> [Assigned task]: Write the records out once more. Leave each line exactly as given.

> [Data]:
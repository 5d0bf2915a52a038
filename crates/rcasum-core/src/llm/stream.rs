//! Server-sent event decoding for streamed chat completions

use serde_json::Value;

/// One decoded `data:` payload
#[derive(Debug, PartialEq)]
pub(super) enum StreamEvent {
    Content(String),
    Done,
}

/// Reassembles SSE lines split across network chunks.
///
/// Bytes are buffered until a full line arrives, so a UTF-8 sequence cut by a
/// chunk boundary is decoded once it is complete.
#[derive(Debug, Default)]
pub(super) struct SseDecoder {
    buffer: Vec<u8>,
}

impl SseDecoder {
    /// Feed raw bytes, returning every complete event they finish
    pub(super) fn push(&mut self, chunk: &[u8]) -> Vec<StreamEvent> {
        self.buffer.extend_from_slice(chunk);
        let mut events = Vec::new();

        while let Some(pos) = self.buffer.iter().position(|&b| b == b'\n') {
            let line: Vec<u8> = self.buffer.drain(..=pos).collect();
            let line = match std::str::from_utf8(&line) {
                Ok(line) => line.to_string(),
                Err(e) => {
                    tracing::warn!(
                        "invalid UTF-8 in stream at byte {}, replacing",
                        e.valid_up_to()
                    );
                    String::from_utf8_lossy(&line).into_owned()
                }
            };
            if let Some(event) = parse_line(line.trim_end()) {
                events.push(event);
            }
        }
        events
    }
}

fn parse_line(line: &str) -> Option<StreamEvent> {
    let data = line.strip_prefix("data:")?.trim_start();
    if data == "[DONE]" {
        return Some(StreamEvent::Done);
    }
    let json: Value = serde_json::from_str(data).ok()?;
    json["choices"][0]["delta"]["content"]
        .as_str()
        .map(|content| StreamEvent::Content(content.to_string()))
}
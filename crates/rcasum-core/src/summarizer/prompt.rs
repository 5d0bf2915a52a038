//! System prompt loading and the prompt handed to the completion client

use crate::error::{RcaError, RcaResult};
use std::io::ErrorKind;
use std::path::Path;
use tracing::{debug, warn};

const DEFAULT_SYSTEM_PROMPT: &str = include_str!("default_prompt.txt");

/// Prompt for one summarization call
#[derive(Debug, Clone, PartialEq, Eq)]
pub struct Prompt {
    /// Instructions sent as the system message
    pub system: String,
    /// Serialized incident document sent as the user message
    pub document: String,
}

/// Read the system prompt from `path`, using the built-in prompt when the
/// file does not exist.
pub fn load_system_prompt(path: &Path) -> RcaResult<String> {
    match std::fs::read_to_string(path) {
        Ok(text) if text.trim().is_empty() => Err(RcaError::config(format!(
            "prompt file {} is empty",
            path.display()
        ))),
        Ok(text) => {
            debug!("Loaded system prompt from {}", path.display());
            Ok(text)
        }
        Err(e) if e.kind() == ErrorKind::NotFound => {
            warn!(
                "prompt file {} not found, using built-in prompt",
                path.display()
            );
            Ok(DEFAULT_SYSTEM_PROMPT.to_string())
        }
        Err(e) => Err(RcaError::io_with_path(
            format!("Failed to read prompt file: {}", e),
            path.display().to_string(),
        )),
    }
}

#[cfg(test)]
mod tests {
    use super::*;
    use std::io::Write;
    use tempfile::NamedTempFile;

    #[test]
    fn test_load_from_file() {
        let mut file = NamedTempFile::new().unwrap();
        write!(file, "Summarize briefly.").unwrap();
        assert_eq!(load_system_prompt(file.path()).unwrap(), "Summarize briefly.");
    }

    #[test]
    fn test_missing_file_uses_builtin() {
        let dir = tempfile::tempdir().unwrap();
        let prompt = load_system_prompt(&dir.path().join("prompt.txt")).unwrap();
        assert_eq!(prompt, DEFAULT_SYSTEM_PROMPT);
        assert!(prompt.contains("## Overview"));
    }

    #[test]
    fn test_empty_file_rejected() {
        let file = NamedTempFile::new().unwrap();
        assert!(matches!(
            load_system_prompt(file.path()),
            Err(RcaError::Config { .. })
        ));
    }

    #[test]
    fn test_directory_is_io_error() {
        let dir = tempfile::tempdir().unwrap();
        assert!(matches!(
            load_system_prompt(dir.path()),
            Err(RcaError::Io { .. })
        ));
    }
}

> [Solution]:
repository 5d0bf2915a52a038
filename crates/rcasum-core/src/llm/stream.rs
//! Server-sent event decoding for streamed chat completions

use serde_json::Value;

/// One decoded `data:` payload
#[derive(Debug, PartialEq)]
pub(super) enum StreamEvent {
    Content(String),
    Done,
}

/// Reassembles SSE lines split across network chunks.
///
/// Bytes are buffered until a full line arrives, so a UTF-8 sequence cut by a
/// chunk boundary is decoded once it is complete.
#[derive(Debug, Default)]
pub(super) struct SseDecoder {
    buffer: Vec<u8>,
}

impl SseDecoder {
    /// Feed raw bytes, returning every complete event they finish
    pub(super) fn push(&mut self, chunk: &[u8]) -> Vec<StreamEvent> {
        self.buffer.extend_from_slice(chunk);
        let mut events = Vec::new();

        while let Some(pos) = self.buffer.iter().position(|&b| b == b'\n') {
            let line: Vec<u8> = self.buffer.drain(..=pos).collect();
            let line = match std::str::from_utf8(&line) {
                Ok(line) => line.to_string(),
                Err(e) => {
                    tracing::warn!(
                        "invalid UTF-8 in stream at byte {}, replacing",
                        e.valid_up_to()
                    );
                    String::from_utf8_lossy(&line).into_owned()
                }
            };
            if let Some(event) = parse_line(line.trim_end()) {
                events.push(event);
            }
        }
        events
    }
}

fn parse_line(line: &str) -> Option<StreamEvent> {
    let data = line.strip_prefix("data:")?.trim_start();
    if data == "[DONE]" {
        return Some(StreamEvent::Done);
    }
    let json: Value = serde_json::from_str(data).ok()?;
    json["choices"][0]["delta"]["content"]
        .as_str()
        .map(|content| StreamEvent::Content(content.to_string()))
}
filename crates/rcasum-core/src/summarizer/prompt.rs
repository 5d0bf2915a52a038
//! System prompt loading and the prompt handed to the completion client

use crate::error::{RcaError, RcaResult};
use std::io::ErrorKind;
use std::path::Path;
use tracing::{debug, warn};

const DEFAULT_SYSTEM_PROMPT: &str = include_str!("default_prompt.txt");

/// Prompt for one summarization call
#[derive(Debug, Clone, PartialEq, Eq)]
pub struct Prompt {
    /// Instructions sent as the system message
    pub system: String,
    /// Serialized incident document sent as the user message
    pub document: String,
}

/// Read the system prompt from `path`, using the built-in prompt when the
/// file does not exist.
pub fn load_system_prompt(path: &Path) -> RcaResult<String> {
    match std::fs::read_to_string(path) {
        Ok(text) if text.trim().is_empty() => Err(RcaError::config(format!(
            "prompt file {} is empty",
            path.display()
        ))),
        Ok(text) => {
            debug!("Loaded system prompt from {}", path.display());
            Ok(text)
        }
        Err(e) if e.kind() == ErrorKind::NotFound => {
            warn!(
                "prompt file {} not found, using built-in prompt",
                path.display()
            );
            Ok(DEFAULT_SYSTEM_PROMPT.to_string())
        }
        Err(e) => Err(RcaError::io_with_path(
            format!("Failed to read prompt file: {}", e),
            path.display().to_string(),
        )),
    }
}

#[cfg(test)]
mod tests {
    use super::*;
    use std::io::Write;
    use tempfile::NamedTempFile;

    #[test]
    fn test_load_from_file() {
        let mut file = NamedTempFile::new().unwrap();
        write!(file, "Summarize briefly.").unwrap();
        assert_eq!(load_system_prompt(file.path()).unwrap(), "Summarize briefly.");
    }

    #[test]
    fn test_missing_file_uses_builtin() {
        let dir = tempfile::tempdir().unwrap();
        let prompt = load_system_prompt(&dir.path().join("prompt.txt")).unwrap();
        assert_eq!(prompt, DEFAULT_SYSTEM_PROMPT);
        assert!(prompt.contains("## Overview"));
    }

    #[test]
    fn test_empty_file_rejected() {
        let file = NamedTempFile::new().unwrap();
        assert!(matches!(
            load_system_prompt(file.path()),
            Err(RcaError::Config { .. })
        ));
    }

    #[test]
    fn test_directory_is_io_error() {
        let dir = tempfile::tempdir().unwrap();
        assert!(matches!(
            load_system_prompt(dir.path()),
            Err(RcaError::Io { .. })
        ));
    }
}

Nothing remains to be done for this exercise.